Proceedings, annual meeting, Electron Microscopy Society of America ◽

10.1017/s0424820100126950 ◽

1987 ◽

Vol 45 ◽

pp. 440-443

Author(s):

E. Baer

Keyword(s):

Uniaxial Tension ◽

Hierarchical Structure ◽

Inorganic Material ◽

Hierarchical Structures ◽

Bone Collagen ◽

Structure And Properties ◽

Connective Tissues ◽

Scale Level ◽

Fibrous Protein ◽

Macromolecular Systems

The most advanced macromolecular materials are found in plants and animals, and certainly the connective tissues in mammals are amongst the most advanced macromolecular composites known to mankind.

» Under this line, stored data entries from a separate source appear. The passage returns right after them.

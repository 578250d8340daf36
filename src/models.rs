//! Fixed model catalog with short aliases.

#[derive(Debug, Clone, Copy, PartialEq, Eq)]
pub struct ModelEntry {
    pub alias: &'static str,
    pub id: &'static str,
    pub display_name: &'static str,
}

pub const MODELS: &[ModelEntry] = &[
    ModelEntry {
        alias: "sonnet",
        id: "claude-sonnet-4-5-20250929",
        display_name: "Sonnet 4.5",
    },
    ModelEntry {
        alias: "opus",
        id: "claude-opus-4-6",
        display_name: "Opus 4.6",
    },
    ModelEntry {
        alias: "haiku",
        id: "claude-haiku-4-5-20251001",
        display_name: "Haiku 4.5",
    },
];

pub const DEFAULT_MODEL_ALIAS: &str = "sonnet";

/// Resolves an alias (case-insensitive) or a catalog id.
#[must_use]
pub fn resolve_model(name: &str) -> Option<&'static ModelEntry> {
    let name = name.trim();
    MODELS
        .iter()
        .find(|entry| entry.alias.eq_ignore_ascii_case(name) || entry.id == name)
}

#[must_use]
pub fn default_model() -> &'static ModelEntry {
    &MODELS[0]
}

#[must_use]
pub fn alias_list() -> String {
    MODELS
        .iter()
        .map(|entry| entry.alias)
        .collect::<Vec<_>>()
        .join(", ")
}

The efficient use of collagen, a fibrous protein, in the design of both soft and hard connective tissues is worthy of comment. Very crudely, in bone collagen serves as a highly efficient binder for the inorganic hydroxyappatite which stiffens the structure. The interactions between the organic fiber of collagen and the inorganic material seem to occur at the nano (scale) level of organization. Epitatic crystallization of the inorganic phase on the fibers has been reported to give a highly anisotropic, stress responsive, structure. Soft connective tissues also have sophisticated oriented hierarchical structures. The collagen fibers are “glued” together by a highly hydrated gel-like proteoglycan matrix. One of the simplest structures of this type is tendon which functions primarily in uniaxial tension as a reinforced elastomeric cable between muscle and bone.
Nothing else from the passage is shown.